**ASSIGNMENT:** Write out all of the data again, exactly as it reads.

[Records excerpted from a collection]
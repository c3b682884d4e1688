//! JSON output helpers
//!
//! `config.json` is written with a six-space indent and replaced atomically:
//! the bytes go to a temporary file in the destination directory, which is
//! then renamed over the target. A failed run leaves any previous file
//! untouched and no temporary file behind.

use std::io::Write;
use std::path::Path;

use serde::Serialize;
use serde_json::ser::PrettyFormatter;
use tempfile::NamedTempFile;

use crate::error::{PipelineError, Result};

pub const INDENT: &[u8] = b"      ";

/// Serialize with the six-space indent used for `config.json`
pub fn to_pretty_json<T: Serialize>(value: &T) -> serde_json::Result<Vec<u8>> {
    let mut buf = Vec::new();
    let formatter = PrettyFormatter::with_indent(INDENT);
    let mut serializer = serde_json::Serializer::with_formatter(&mut buf, formatter);
    value.serialize(&mut serializer)?;
    Ok(buf)
}

/// Replace `path` with `bytes` via temp file + rename
pub fn write_atomic(path: &Path, bytes: &[u8]) -> Result<()> {
    let dir = match path.parent() {
        Some(parent) if !parent.as_os_str().is_empty() => parent,
        _ => Path::new("."),
    };

    let mut file = NamedTempFile::new_in(dir).map_err(|e| PipelineError::io(dir, e))?;
    file.write_all(bytes)
        .and_then(|_| file.as_file().sync_all())
        .map_err(|e| PipelineError::io(file.path(), e))?;

    file.persist(path)
        .map_err(|e| PipelineError::io(path, e.error))?;

    Ok(())
}

/// Serialize and write atomically
pub fn write_json<T: Serialize>(path: &Path, value: &T) -> Result<()> {
    let bytes = to_pretty_json(value).map_err(|source| PipelineError::Json {
        path: path.to_path_buf(),
        source,
    })?;
    write_atomic(path, &bytes)
}

#[cfg(test)]
mod tests {
    use super::*;
    use std::collections::BTreeMap;
    use std::fs;

    #[test]
    fn test_six_space_indent() {
        let mut map = BTreeMap::new();
        map.insert("depreciation", 3.5);
        let bytes = to_pretty_json(&map).unwrap();
        assert_eq!(String::from_utf8(bytes).unwrap(), "{\n      \"depreciation\": 3.5\n}");
    }

    #[test]
    fn test_write_atomic_replaces() {
        let dir = tempfile::tempdir().unwrap();
        let path = dir.path().join("config.json");
        fs::write(&path, "old").unwrap();

        write_atomic(&path, b"new").unwrap();

        assert_eq!(fs::read_to_string(&path).unwrap(), "new");
        // Only the target remains
        assert_eq!(fs::read_dir(dir.path()).unwrap().count(), 1);
    }

    #[test]
    fn test_write_atomic_missing_directory() {
        let dir = tempfile::tempdir().unwrap();
        let path = dir.path().join("absent").join("config.json");
        assert!(matches!(write_atomic(&path, b"{}"), Err(PipelineError::Io { .. })));
        assert!(!path.exists());
    }
}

**RESPONSE BOX:**
repository c3b682884d4e1688
//! JSON output helpers
//!
//! `config.json` is written with a six-space indent and replaced atomically:
//! the bytes go to a temporary file in the destination directory, which is
//! then renamed over the target. A failed run leaves any previous file
//! untouched and no temporary file behind.

use std::io::Write;
use std::path::Path;

use serde::Serialize;
use serde_json::ser::PrettyFormatter;
use tempfile::NamedTempFile;

use crate::error::{PipelineError, Result};

pub const INDENT: &[u8] = b"      ";

/// Serialize with the six-space indent used for `config.json`
pub fn to_pretty_json<T: Serialize>(value: &T) -> serde_json::Result<Vec<u8>> {
    let mut buf = Vec::new();
    let formatter = PrettyFormatter::with_indent(INDENT);
    let mut serializer = serde_json::Serializer::with_formatter(&mut buf, formatter);
    value.serialize(&mut serializer)?;
    Ok(buf)
}

/// Replace `path` with `bytes` via temp file + rename
pub fn write_atomic(path: &Path, bytes: &[u8]) -> Result<()> {
    let dir = match path.parent() {
        Some(parent) if !parent.as_os_str().is_empty() => parent,
        _ => Path::new("."),
    };

    let mut file = NamedTempFile::new_in(dir).map_err(|e| PipelineError::io(dir, e))?;
    file.write_all(bytes)
        .and_then(|_| file.as_file().sync_all())
        .map_err(|e| PipelineError::io(file.path(), e))?;

    file.persist(path)
        .map_err(|e| PipelineError::io(path, e.error))?;

    Ok(())
}

/// Serialize and write atomically
pub fn write_json<T: Serialize>(path: &Path, value: &T) -> Result<()> {
    let bytes = to_pretty_json(value).map_err(|source| PipelineError::Json {
        path: path.to_path_buf(),
        source,
    })?;
    write_atomic(path, &bytes)
}

#[cfg(test)]
mod tests {
    use super::*;
    use std::collections::BTreeMap;
    use std::fs;

    #[test]
    fn test_six_space_indent() {
        let mut map = BTreeMap::new();
        map.insert("depreciation", 3.5);
        let bytes = to_pretty_json(&map).unwrap();
        assert_eq!(String::from_utf8(bytes).unwrap(), "{\n      \"depreciation\": 3.5\n}");
    }

    #[test]
    fn test_write_atomic_replaces() {
        let dir = tempfile::tempdir().unwrap();
        let path = dir.path().join("config.json");
        fs::write(&path, "old").unwrap();

        write_atomic(&path, b"new").unwrap();

        assert_eq!(fs::read_to_string(&path).unwrap(), "new");
        // Only the target remains
        assert_eq!(fs::read_dir(dir.path()).unwrap().count(), 1);
    }

    #[test]
    fn test_write_atomic_missing_directory() {
        let dir = tempfile::tempdir().unwrap();
        let path = dir.path().join("absent").join("config.json");
        assert!(matches!(write_atomic(&path, b"{}"), Err(PipelineError::Io { .. })));
        assert!(!path.exists());
    }
}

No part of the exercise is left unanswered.